A visionary book that easily melds philosophy, science, and science fiction. It gives a convincing and welcome taste of the future. Few other novels explore consciousness with this depth, except perhaps Carlos Castaneda’s classic novel, The Teachings of Don Juan. 

Book Review: Good will, fortitude and insight

Confessions of an Alien is a book about an alien who confides his true identity to a human, a work friend he trusts with his secret, as well as the experience of his technology. The book anticipates an experience that will awaken humankind, says E.T. Marshall, probably in the third millennium, if not before. Even now we are developing technology akin to that on Vlad’s planet, new interfaces such as Elon Musk’s Neuralink and simulations as familiar as cochlear implants for hearing. The book may be science fiction but it’s based on science fact.

Who is Vlad, DARPA’s miraculous star surgeon, wonders Donald, a grant writer working with a government-funded program that enables veterans to get new “smart” limbs. And who is that strangely dressed janitor so vigorously pushing a broom, he wonders late one night alone in a LA medical facility.

So begins a mythical relationship between an alien and a gifted “lucid dreamer,” in Confessions of an Alien (Red Coaster Press, 1/2017), the first volume of E. T. Marshall’s Mythology for the Third Millennium. The meeting is about human and alien perception of reality. And, as the friendship deepens, the alien’s simulations profoundly change Donald’s experience of life. Few other novels explore consciousness with this depth, except perhaps Carlos Castenada’s classic novel, The Teachings of Don Juan.

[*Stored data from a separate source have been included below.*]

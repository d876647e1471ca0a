//! Structured JSON logger
//!
//! - One line per event, written synchronously
//! - `event` first, then `severity`, then fields sorted by key
//! - ERROR and FATAL go to stderr, everything else to stdout
//! - Events below the minimum severity (default INFO) are dropped

use std::fmt;
use std::io::{self, Write};
use std::sync::atomic::{AtomicU8, Ordering};

/// Log severity levels
#[derive(Debug, Clone, Copy, PartialEq, Eq, PartialOrd, Ord)]
pub enum Severity {
    /// Per-statement detail
    Trace = 0,
    Info = 1,
    /// Rejected or rolled back operations
    Warn = 2,
    /// Unexpected store faults
    Error = 3,
    Fatal = 4,
}

impl Severity {
    pub fn as_str(&self) -> &'static str {
        match self {
            Severity::Trace => "TRACE",
            Severity::Info => "INFO",
            Severity::Warn => "WARN",
            Severity::Error => "ERROR",
            Severity::Fatal => "FATAL",
        }
    }

    fn from_u8(level: u8) -> Self {
        match level {
            0 => Severity::Trace,
            1 => Severity::Info,
            2 => Severity::Warn,
            3 => Severity::Error,
            _ => Severity::Fatal,
        }
    }

    /// Parse a level name, case-insensitive
    pub fn parse(name: &str) -> Option<Self> {
        match name.to_ascii_uppercase().as_str() {
            "TRACE" => Some(Severity::Trace),
            "INFO" => Some(Severity::Info),
            "WARN" => Some(Severity::Warn),
            "ERROR" => Some(Severity::Error),
            "FATAL" => Some(Severity::Fatal),
            _ => None,
        }
    }
}

impl fmt::Display for Severity {
    fn fmt(&self, f: &mut fmt::Formatter<'_>) -> fmt::Result {
        write!(f, "{}", self.as_str())
    }
}

static MIN_SEVERITY: AtomicU8 = AtomicU8::new(Severity::Info as u8);

pub struct Logger;

impl Logger {
    /// Drop events below `severity` from now on
    pub fn set_min_severity(severity: Severity) {
        MIN_SEVERITY.store(severity as u8, Ordering::Relaxed);
    }

    pub fn min_severity() -> Severity {
        Severity::from_u8(MIN_SEVERITY.load(Ordering::Relaxed))
    }

    pub fn enabled(severity: Severity) -> bool {
        severity >= Self::min_severity()
    }

    pub fn log(severity: Severity, event: &str, fields: &[(&str, &str)]) {
        if !Self::enabled(severity) {
            return;
        }
        if severity >= Severity::Error {
            Self::log_to_writer(severity, event, fields, &mut io::stderr());
        } else {
            Self::log_to_writer(severity, event, fields, &mut io::stdout());
        }
    }

    fn log_to_writer<W: Write>(severity: Severity, event: &str, fields: &[(&str, &str)], writer: &mut W) {
        let mut output = String::with_capacity(256);

        output.push_str("{\"event\":\"");
        Self::escape_json_string(&mut output, event);
        output.push_str("\",\"severity\":\"");
        output.push_str(severity.as_str());
        output.push('"');

        let mut sorted: Vec<_> = fields.iter().collect();
        sorted.sort_by_key(|(k, _)| *k);

        for (key, value) in sorted {
            output.push_str(",\"");
            Self::escape_json_string(&mut output, key);
            output.push_str("\":\"");
            Self::escape_json_string(&mut output, value);
            output.push('"');
        }

        output.push_str("}\n");

        // One write per line; a failed log write never fails the operation
        let _ = writer.write_all(output.as_bytes());
        let _ = writer.flush();
    }

    fn escape_json_string(output: &mut String, s: &str) {
        for c in s.chars() {
            match c {
                '"' => output.push_str("\\\""),
                '\\' => output.push_str("\\\\"),
                '\n' => output.push_str("\\n"),
                '\r' => output.push_str("\\r"),
                '\t' => output.push_str("\\t"),
                c if c.is_control() => output.push_str(&format!("\\u{:04x}", c as u32)),
                c => output.push(c),
            }
        }
    }
}

/// Render one log line into a string
#[cfg(test)]
pub fn capture_log(severity: Severity, event: &str, fields: &[(&str, &str)]) -> String {
    let mut buffer = Vec::new();
    Logger::log_to_writer(severity, event, fields, &mut buffer);
    String::from_utf8(buffer).unwrap()
}

#[cfg(test)]
mod tests {
    use super::*;

    #[test]
    fn test_severity_ordering_and_parse() {
        assert!(Severity::Trace < Severity::Info);
        assert!(Severity::Warn < Severity::Error);
        assert_eq!(Severity::parse("warn"), Some(Severity::Warn));
        assert_eq!(Severity::parse("loud"), None);
    }

    #[test]
    fn test_log_line_is_json() {
        let output = capture_log(
            Severity::Warn,
            "BATCH_ROLLED_BACK",
            &[("table", "dbo.[Person]"), ("index", "2")],
        );

        let parsed: serde_json::Value = serde_json::from_str(&output).unwrap();
        assert_eq!(parsed["event"], "BATCH_ROLLED_BACK");
        assert_eq!(parsed["severity"], "WARN");
        assert_eq!(parsed["table"], "dbo.[Person]");
        assert_eq!(output.matches('\n').count(), 1);
    }

    #[test]
    fn test_fields_sorted_after_event_and_severity() {
        let a = capture_log(Severity::Info, "E", &[("zeta", "1"), ("alpha", "2")]);
        let b = capture_log(Severity::Info, "E", &[("alpha", "2"), ("zeta", "1")]);
        assert_eq!(a, b);
        assert!(a.find("\"event\"").unwrap() < a.find("\"severity\"").unwrap());
        assert!(a.find("alpha").unwrap() < a.find("zeta").unwrap());
    }

    #[test]
    fn test_escapes_special_characters() {
        let output = capture_log(Severity::Info, "E", &[("detail", "say \"hi\"\n\ttab")]);
        let parsed: serde_json::Value = serde_json::from_str(&output).unwrap();
        assert_eq!(parsed["detail"], "say \"hi\"\n\ttab");
    }

    #[test]
    fn test_trace_disabled_by_default() {
        assert!(!Logger::enabled(Severity::Trace));
        assert!(Logger::enabled(Severity::Error));
    }
}
//! Store error types
//!
//! Error codes:
//! - ROWKEEPER_STORE_REJECTED: the store refused the statement
//! - ROWKEEPER_STORE_CONSTRAINT: a uniqueness constraint was violated
//! - ROWKEEPER_STORE_UNSUPPORTED: the store cannot interpret the statement
//! - ROWKEEPER_STORE_MISSING_PARAMETER: a referenced parameter was not bound
//! - ROWKEEPER_STORE_CANCELLED / ROWKEEPER_STORE_DEADLINE: the signal fired
//! - ROWKEEPER_STORE_ZERO_AFFECTED: a batch statement changed no row
//! - ROWKEEPER_STORE_BATCH_ABORTED: a batch statement failed, batch rolled back
//! - ROWKEEPER_STORE_TRANSACTION: begin/commit/rollback failed
//! - ROWKEEPER_STORE_UNAVAILABLE: the store cannot be reached

use thiserror::Error;

/// Result type for store operations
pub type StoreResult<T> = Result<T, StoreError>;

#[derive(Debug, Clone, PartialEq, Error)]
pub enum StoreError {
    #[error("statement rejected: {0}")]
    Rejected(String),

    #[error("constraint violated on {table}: {detail}")]
    ConstraintViolation { table: String, detail: String },

    #[error("unsupported statement: {0}")]
    Unsupported(String),

    #[error("parameter @{0} is not bound")]
    MissingParameter(String),

    #[error("operation cancelled")]
    Cancelled,

    #[error("operation deadline exceeded")]
    DeadlineExceeded,

    #[error("statement {index} of the batch affected no rows")]
    ZeroAffected { index: usize },

    #[error("batch aborted at item {index}: {source}")]
    BatchAborted {
        index: usize,
        #[source]
        source: Box<StoreError>,
    },

    #[error("transaction failed: {0}")]
    Transaction(String),

    #[error("store unavailable: {0}")]
    Unavailable(String),
}

impl StoreError {
    pub fn code(&self) -> &'static str {
        match self {
            StoreError::Rejected(_) => "ROWKEEPER_STORE_REJECTED",
            StoreError::ConstraintViolation { .. } => "ROWKEEPER_STORE_CONSTRAINT",
            StoreError::Unsupported(_) => "ROWKEEPER_STORE_UNSUPPORTED",
            StoreError::MissingParameter(_) => "ROWKEEPER_STORE_MISSING_PARAMETER",
            StoreError::Cancelled => "ROWKEEPER_STORE_CANCELLED",
            StoreError::DeadlineExceeded => "ROWKEEPER_STORE_DEADLINE",
            StoreError::ZeroAffected { .. } => "ROWKEEPER_STORE_ZERO_AFFECTED",
            StoreError::BatchAborted { .. } => "ROWKEEPER_STORE_BATCH_ABORTED",
            StoreError::Transaction(_) => "ROWKEEPER_STORE_TRANSACTION",
            StoreError::Unavailable(_) => "ROWKEEPER_STORE_UNAVAILABLE",
        }
    }

    /// True when the operation stopped because its signal fired
    pub fn is_cancellation(&self) -> bool {
        match self {
            StoreError::Cancelled | StoreError::DeadlineExceeded => true,
            StoreError::BatchAborted { source, .. } => source.is_cancellation(),
            _ => false,
        }
    }

    /// Index of the batch item that failed, if any
    pub fn batch_index(&self) -> Option<usize> {
        match self {
            StoreError::ZeroAffected { index } | StoreError::BatchAborted { index, .. } => Some(*index),
            _ => None,
        }
    }
}
//! Record descriptors and the audited-record capability
//!
//! A record type exposes an ordered, static table of fields, each with a
//! getter and a setter over `SqlValue`. The engine never looks at a record
//! through anything else, so any struct can be persisted once it provides
//! this table. `impl_record!` writes the table from a column list.
//!
//! Records that carry audit metadata (state, acting address, timestamp,
//! acting user) additionally hand out an `Auditable` view through
//! `Record::auditable` / `Record::auditable_mut`.

use chrono::{DateTime, Utc};
use serde::{Deserialize, Serialize};
use thiserror::Error;
use uuid::Uuid;

use crate::lifecycle::version;
use crate::value::{SqlValue, ValueError};

/// One entry of a record's field table
pub struct FieldDef<R> {
    /// Column name, also used as the bound parameter name
    pub name: &'static str,
    pub get: fn(&R) -> SqlValue,
    pub set: fn(&mut R, SqlValue) -> Result<(), ValueError>,
}

/// Record access errors
#[derive(Debug, Clone, PartialEq, Error)]
pub enum RecordError {
    #[error("{entity} has no field '{field}'")]
    UnknownField { entity: &'static str, field: String },

    #[error("cannot decode {entity}.{field}: {source}")]
    Decode {
        entity: &'static str,
        field: String,
        #[source]
        source: ValueError,
    },
}

/// A persistable record shape
pub trait Record: Default + Clone + PartialEq + Send + Sync + 'static {
    /// Type name the table name is derived from
    fn entity_name() -> &'static str;

    /// Fields in declaration order
    fn fields() -> &'static [FieldDef<Self>];

    fn auditable(&self) -> Option<&dyn Auditable> {
        None
    }

    fn auditable_mut(&mut self) -> Option<&mut dyn Auditable> {
        None
    }

    fn field_names() -> Vec<&'static str> {
        Self::fields().iter().map(|f| f.name).collect()
    }

    /// Read a field by name
    fn get(&self, name: &str) -> Result<SqlValue, RecordError> {
        Self::fields()
            .iter()
            .find(|f| f.name == name)
            .map(|f| (f.get)(self))
            .ok_or_else(|| RecordError::UnknownField {
                entity: Self::entity_name(),
                field: name.to_string(),
            })
    }

    /// Write a field by name
    fn set(&mut self, name: &str, value: SqlValue) -> Result<(), RecordError> {
        let field = Self::fields()
            .iter()
            .find(|f| f.name == name)
            .ok_or_else(|| RecordError::UnknownField {
                entity: Self::entity_name(),
                field: name.to_string(),
            })?;

        (field.set)(self, value).map_err(|source| RecordError::Decode {
            entity: Self::entity_name(),
            field: name.to_string(),
            source,
        })
    }

    /// All field values in declaration order
    fn values(&self) -> Vec<(&'static str, SqlValue)> {
        Self::fields().iter().map(|f| (f.name, (f.get)(self))).collect()
    }

    /// Build a record from named values. Names the record doesn't declare
    /// are ignored (history rows carry an extra key column).
    fn from_values<'a, I>(values: I) -> Result<Self, RecordError>
    where
        I: IntoIterator<Item = (&'a str, &'a SqlValue)>,
    {
        let mut record = Self::default();
        for (name, value) in values {
            if let Some(field) = Self::fields()
                .iter()
                .find(|f| f.name.eq_ignore_ascii_case(name))
            {
                (field.set)(&mut record, value.clone()).map_err(|source| {
                    RecordError::Decode {
                        entity: Self::entity_name(),
                        field: field.name.to_string(),
                        source,
                    }
                })?;
            }
        }
        Ok(record)
    }
}

/// Row state of an audited record
#[derive(Debug, Clone, Copy, PartialEq, Eq, Hash, Default, Serialize, Deserialize)]
#[serde(rename_all = "snake_case")]
pub enum ActiveState {
    /// Soft-deleted
    #[default]
    Inactive = 0,
    Active = 1,
    Pending = 2,
    Merged = 3,
}

impl ActiveState {
    pub fn code(&self) -> i64 {
        *self as i64
    }

    pub fn from_code(code: i64) -> Option<Self> {
        match code {
            0 => Some(ActiveState::Inactive),
            1 => Some(ActiveState::Active),
            2 => Some(ActiveState::Pending),
            3 => Some(ActiveState::Merged),
            _ => None,
        }
    }
}

impl From<ActiveState> for SqlValue {
    fn from(v: ActiveState) -> Self {
        SqlValue::Int(v.code())
    }
}

impl TryFrom<SqlValue> for ActiveState {
    type Error = ValueError;

    fn try_from(v: SqlValue) -> Result<Self, Self::Error> {
        let code = i64::try_from(v)?;
        ActiveState::from_code(code)
            .ok_or_else(|| ValueError::OutOfRange(format!("active state {}", code)))
    }
}

/// The user and client a mutation is performed for
#[derive(Debug, Clone, PartialEq, Eq, Default, Serialize, Deserialize)]
pub struct Actor {
    pub user_id: Uuid,
    pub host_address: String,
}

impl Actor {
    pub fn new(user_id: Uuid, host_address: impl Into<String>) -> Self {
        Self {
            user_id,
            host_address: host_address.into(),
        }
    }

    /// Actor used when no user is attached to the call
    pub fn system() -> Self {
        Self::new(Uuid::nil(), "system")
    }
}

/// Audit columns carried by an audited record
#[derive(Debug, Clone, PartialEq, Default, Serialize, Deserialize)]
pub struct AuditMetadata {
    pub active: ActiveState,
    /// Address of the acting client
    pub host_address: String,
    /// Last modification instant
    pub timestamp: DateTime<Utc>,
    /// User who performed the last mutation
    pub acting_user: Uuid,
}

impl AuditMetadata {
    fn stamp(&mut self, actor: &Actor) {
        self.host_address = actor.host_address.clone();
        self.timestamp = Utc::now();
        self.acting_user = actor.user_id;
    }
}

/// Capability implemented by records that carry audit metadata
pub trait Auditable {
    fn metadata(&self) -> &AuditMetadata;

    fn metadata_mut(&mut self) -> &mut AuditMetadata;

    fn active(&self) -> ActiveState {
        self.metadata().active
    }

    fn set_active(&mut self, state: ActiveState) {
        self.metadata_mut().active = state;
    }

    fn stamp_create(&mut self, actor: &Actor) {
        let meta = self.metadata_mut();
        meta.active = ActiveState::Active;
        meta.stamp(actor);
    }

    fn stamp_update(&mut self, actor: &Actor, state: ActiveState) {
        let meta = self.metadata_mut();
        meta.active = state;
        meta.stamp(actor);
    }

    fn stamp_delete(&mut self, actor: &Actor) {
        let meta = self.metadata_mut();
        meta.active = ActiveState::Inactive;
        meta.stamp(actor);
    }

    /// Whether `other` carries the same row version as this record
    fn same_version(&self, other: &dyn Auditable) -> bool {
        version::same_version(self.metadata().timestamp, other.metadata().timestamp)
    }
}

impl Auditable for AuditMetadata {
    fn metadata(&self) -> &AuditMetadata {
        self
    }

    fn metadata_mut(&mut self) -> &mut AuditMetadata {
        self
    }
}

/// Implement `Record` for a struct from its column list.
///
/// ```ignore
/// #[derive(Debug, Clone, Default, PartialEq)]
/// struct Person { id: Uuid, name: String, audit: AuditMetadata }
///
/// rowkeeper::impl_record!(Person, "Person", {
///     "id" => id,
///     "name" => name,
///     "active" => audit.active,
///     "hostAddress" => audit.host_address,
///     "date" => audit.timestamp,
///     "userHost" => audit.acting_user,
/// }, audit = audit);
/// ```
#[macro_export]
macro_rules! impl_record {
    (
        $ty:ty, $entity:literal,
        { $( $column:literal => $($path:ident).+ ),+ $(,)? }
        $(, audit = $($audit:ident).+ )?
        $(,)?
    ) => {
        impl $crate::record::Record for $ty {
            fn entity_name() -> &'static str {
                $entity
            }

            fn fields() -> &'static [$crate::record::FieldDef<Self>] {
                const FIELDS: &[$crate::record::FieldDef<$ty>] = &[
                    $(
                        $crate::record::FieldDef {
                            name: $column,
                            get: |r: &$ty| $crate::value::SqlValue::from(r.$($path).+.clone()),
                            set: |r: &mut $ty, v: $crate::value::SqlValue|
                                -> ::core::result::Result<(), $crate::value::ValueError> {
                                r.$($path).+ = ::core::convert::TryFrom::try_from(v)?;
                                Ok(())
                            },
                        },
                    )+
                ];
                FIELDS
            }

            $(
                fn auditable(&self) -> Option<&dyn $crate::record::Auditable> {
                    Some(&self.$($audit).+)
                }

                fn auditable_mut(&mut self) -> Option<&mut dyn $crate::record::Auditable> {
                    Some(&mut self.$($audit).+)
                }
            )?
        }
    };
}
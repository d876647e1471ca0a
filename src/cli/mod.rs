//! CLI module for rowkeeper
//!
//! Provides command-line interface for:
//! - compose: print the statements a configuration produces for a shape
//! - check-config: validate a configuration file

mod args;
mod commands;
mod errors;
mod io;

pub use args::{Cli, Command};
pub use commands::{check_config, compose, load_config, run, run_command, ComposeRequest};
pub use errors::{CliError, CliResult};
pub use io::{write_error, write_response};
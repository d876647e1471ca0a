//! CLI command implementations
//!
//! Commands compute a JSON value and `run_command` writes it to stdout as
//! the single response object. Nothing here touches a store: `compose`
//! only shows the statements a configuration produces.

use std::path::Path;

use serde::Serialize;
use serde_json::{json, Value};

use crate::compose::naming::check_identifier;
use crate::compose::predicate::query_parameters;
use crate::compose::{BindStyle, RecordShape, Statement, StatementComposer, StatementKind};
use crate::config::EngineConfig;
use crate::observability::{log_event, Event, Logger, Severity};
use crate::value::SqlValue;

use super::args::{Cli, Command};
use super::errors::{CliError, CliResult};
use super::io::write_response;

/// What `compose` should show
#[derive(Debug, Clone, PartialEq)]
pub struct ComposeRequest {
    pub entity: String,
    pub fields: Vec<String>,
    pub keys: Vec<String>,
    pub combine: bool,
    pub style: BindStyle,
}

#[derive(Debug, Serialize)]
struct ComposedStatement {
    name: &'static str,
    kind: StatementKind,
    sql: String,
    params: Vec<String>,
}

impl ComposedStatement {
    fn new(name: &'static str, statement: &Statement) -> Self {
        Self {
            name,
            kind: statement.kind,
            sql: statement.sql(),
            params: statement.params().iter().map(|(n, _)| n.to_string()).collect(),
        }
    }
}

/// Main CLI entry point
///
/// Parses arguments, applies the log level and dispatches.
pub fn run() -> CliResult<()> {
    let cli = Cli::parse_args();
    let severity = Severity::parse(&cli.log_level)
        .ok_or_else(|| CliError::invalid_argument(format!("unknown log level '{}'", cli.log_level)))?;
    Logger::set_min_severity(severity);
    run_command(cli.command)
}

/// Run one command and write its response
pub fn run_command(cmd: Command) -> CliResult<()> {
    let response = match cmd {
        Command::Compose {
            config,
            entity,
            fields,
            keys,
            combine,
            inline,
        } => {
            let config = load_config(config.as_deref())?;
            let request = ComposeRequest {
                entity,
                fields,
                keys,
                combine,
                style: if inline {
                    BindStyle::InlineLiterals
                } else {
                    BindStyle::Parameters
                },
            };
            compose(&config, &request)?
        }
        Command::CheckConfig { config } => check_config(&config)?,
    };
    write_response(response)
}

/// Load a configuration file, or the built-in defaults without one
pub fn load_config(path: Option<&Path>) -> CliResult<EngineConfig> {
    let Some(path) = path else {
        return Ok(EngineConfig::default());
    };
    let display = path.display().to_string();

    match EngineConfig::load(path) {
        Ok(config) => {
            log_event(
                Event::ConfigLoaded,
                &[("path", &display), ("entities", &config.entities.len().to_string())],
            );
            Ok(config)
        }
        Err(e) => {
            log_event(Event::ConfigRejected, &[("path", &display), ("code", e.code())]);
            Err(e.into())
        }
    }
}

/// Validate a configuration file and summarize it
pub fn check_config(path: &Path) -> CliResult<Value> {
    let config = load_config(Some(path))?;
    let mut entities: Vec<&String> = config.entities.keys().collect();
    entities.sort();

    Ok(json!({
        "path": path.display().to_string(),
        "entities": entities,
        "default": config.default,
    }))
}

/// Statements the configuration composes for one record shape
pub fn compose(config: &EngineConfig, request: &ComposeRequest) -> CliResult<Value> {
    if request.fields.is_empty() {
        return Err(CliError::invalid_argument("no fields given"));
    }
    for field in &request.fields {
        check_identifier(field)?;
    }

    let table = config.table_for(&request.entity);
    table.validate(&request.entity)?;

    let shape = RecordShape::new(request.entity.clone(), request.fields.iter().cloned());
    let composer = StatementComposer::new(table, &shape, request.style);

    let keys = composer.keys(&request.keys, true);
    shape.check_fields(&keys)?;

    let values: Vec<(String, SqlValue)> = shape
        .fields
        .iter()
        .map(|f| (f.clone(), SqlValue::Null))
        .collect();
    let samples: Vec<SqlValue> = keys.iter().map(|k| SqlValue::Text(format!("<{}>", k))).collect();

    let mut binder = composer.binder();
    let predicate = query_parameters(&samples, &keys, request.combine, &mut binder)?;
    let lookup = binder.finish(predicate);

    let mut statements = vec![
        ComposedStatement::new("select", &composer.select(None, false)?),
        ComposedStatement::new("select_all", &composer.select(None, true)?),
        ComposedStatement::new("find", &composer.select_top1(Some(lookup.clone()), false, false)?),
        ComposedStatement::new("exists", &composer.count(Some(lookup), true)?),
        ComposedStatement::new("insert", &composer.insert::<&str>(&values, &[])?),
        ComposedStatement::new("update", &composer.update(&values, &request.keys, request.combine)?),
        ComposedStatement::new("delete", &composer.delete(&values, &request.keys, request.combine)?),
        ComposedStatement::new("current_identity", &composer.current_identity()?),
    ];

    let mirror = composer.history_mirror();
    if let Some(history) = mirror.mirror(&values, true)? {
        statements.push(ComposedStatement::new("history_on_create", &history));
    }
    if let Some(history) = mirror.mirror(&values, false)? {
        statements.push(ComposedStatement::new("history", &history));
    }

    log_event(
        Event::StatementsComposed,
        &[
            ("entity", &request.entity),
            ("statements", &statements.len().to_string()),
        ],
    );

    Ok(json!({
        "entity": request.entity,
        "table": composer.table(false)?,
        "identity_mode": table.identity_mode,
        "bind_style": request.style,
        "statements": statements,
    }))
}

#[cfg(test)]
mod tests {
    use super::*;
    use crate::config::{IdentityMode, TableConfig};
    use std::io::Write;
    use tempfile::NamedTempFile;

    fn request(style: BindStyle) -> ComposeRequest {
        ComposeRequest {
            entity: "PersonDTO".to_string(),
            fields: vec!["id".to_string(), "name".to_string(), "date".to_string()],
            keys: vec![],
            combine: false,
            style,
        }
    }

    fn statement<'a>(response: &'a Value, name: &str) -> &'a Value {
        response["statements"]
            .as_array()
            .unwrap()
            .iter()
            .find(|s| s["name"] == name)
            .unwrap()
    }

    #[test]
    fn test_compose_with_defaults() {
        let response = compose(&EngineConfig::default(), &request(BindStyle::Parameters)).unwrap();

        assert_eq!(response["table"], "dbo.[Person]");
        assert_eq!(response["identity_mode"], "no_history");
        assert_eq!(
            statement(&response, "find")["sql"],
            "select top 1 [id],[name],[date] from dbo.[Person] where active = 1 and (id = @__p0)"
        );
        assert_eq!(statement(&response, "find")["params"], json!(["__p0"]));
        assert_eq!(
            statement(&response, "update")["sql"],
            "update dbo.[Person] set [name] = @name,[date] = @date where (id = @id)"
        );
        assert_eq!(statement(&response, "delete")["kind"], "delete");
        assert!(response["statements"]
            .as_array()
            .unwrap()
            .iter()
            .all(|s| s["name"] != "history"));
    }

    #[test]
    fn test_compose_inline_with_history() {
        let mut config = EngineConfig::default();
        config.entities.insert(
            "PersonDTO".to_string(),
            TableConfig::with_identity_mode(IdentityMode::IntegerIdentity),
        );

        let response = compose(&config, &request(BindStyle::InlineLiterals)).unwrap();
        assert_eq!(
            statement(&response, "exists")["sql"],
            "select count(1) from dbo.[Person] where (id = '<id>')"
        );
        assert_eq!(
            statement(&response, "history_on_create")["sql"],
            "insert into dbo.[PersonHist] ([id],[name],[date]) values (@@IDENTITY,@name,@date)"
        );
        assert_eq!(
            statement(&response, "insert")["sql"],
            "insert into dbo.[Person] ([name],[date]) values (@name,@date)"
        );
    }

    #[test]
    fn test_compose_rejects_bad_identifiers() {
        let mut bad = request(BindStyle::Parameters);
        bad.fields.push("name; drop table x".to_string());
        assert_eq!(
            compose(&EngineConfig::default(), &bad).unwrap_err().code(),
            "ROWKEEPER_CLI_COMPOSE_ERROR"
        );

        let mut unknown_key = request(BindStyle::Parameters);
        unknown_key.keys = vec!["email".to_string()];
        assert!(compose(&EngineConfig::default(), &unknown_key).is_err());
    }

    #[test]
    fn test_check_config() {
        let mut file = NamedTempFile::new().unwrap();
        write!(
            file,
            r#"{{"entities": {{"Tag": {{"identity_mode": "integer_identity"}}, "Person": {{}}}}}}"#
        )
        .unwrap();

        let summary = check_config(file.path()).unwrap();
        assert_eq!(summary["entities"], json!(["Person", "Tag"]));
        assert_eq!(summary["default"]["prefix"], "dbo.");
    }

    #[test]
    fn test_check_config_rejects_invalid() {
        let mut file = NamedTempFile::new().unwrap();
        write!(file, r#"{{"default": {{"id_field": "bad field"}}}}"#).unwrap();

        let err = check_config(file.path()).unwrap_err();
        assert_eq!(err.code(), "ROWKEEPER_CLI_CONFIG_ERROR");
    }
}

Without dramatic formulas or cliches about human-alien behaviors, Confessions of an Alien is a pragmatic investigation of how humankind may take its place in a changed world of the Third Millennium and as citizens of the universe. The first volume delineates the challenges humans face in their evolution, as well as technological advancement.. Donald’s, curiosity, good will, fortitude and insight, make him a fine hero in the Joseph Campbell tradition. Yet, while the perceptual experiences he undergoes are heroic, they are grounded in real science and engineering. This visionary book easily melds philosophy, science, and science fiction. It gives a convincing and welcome taste of the future.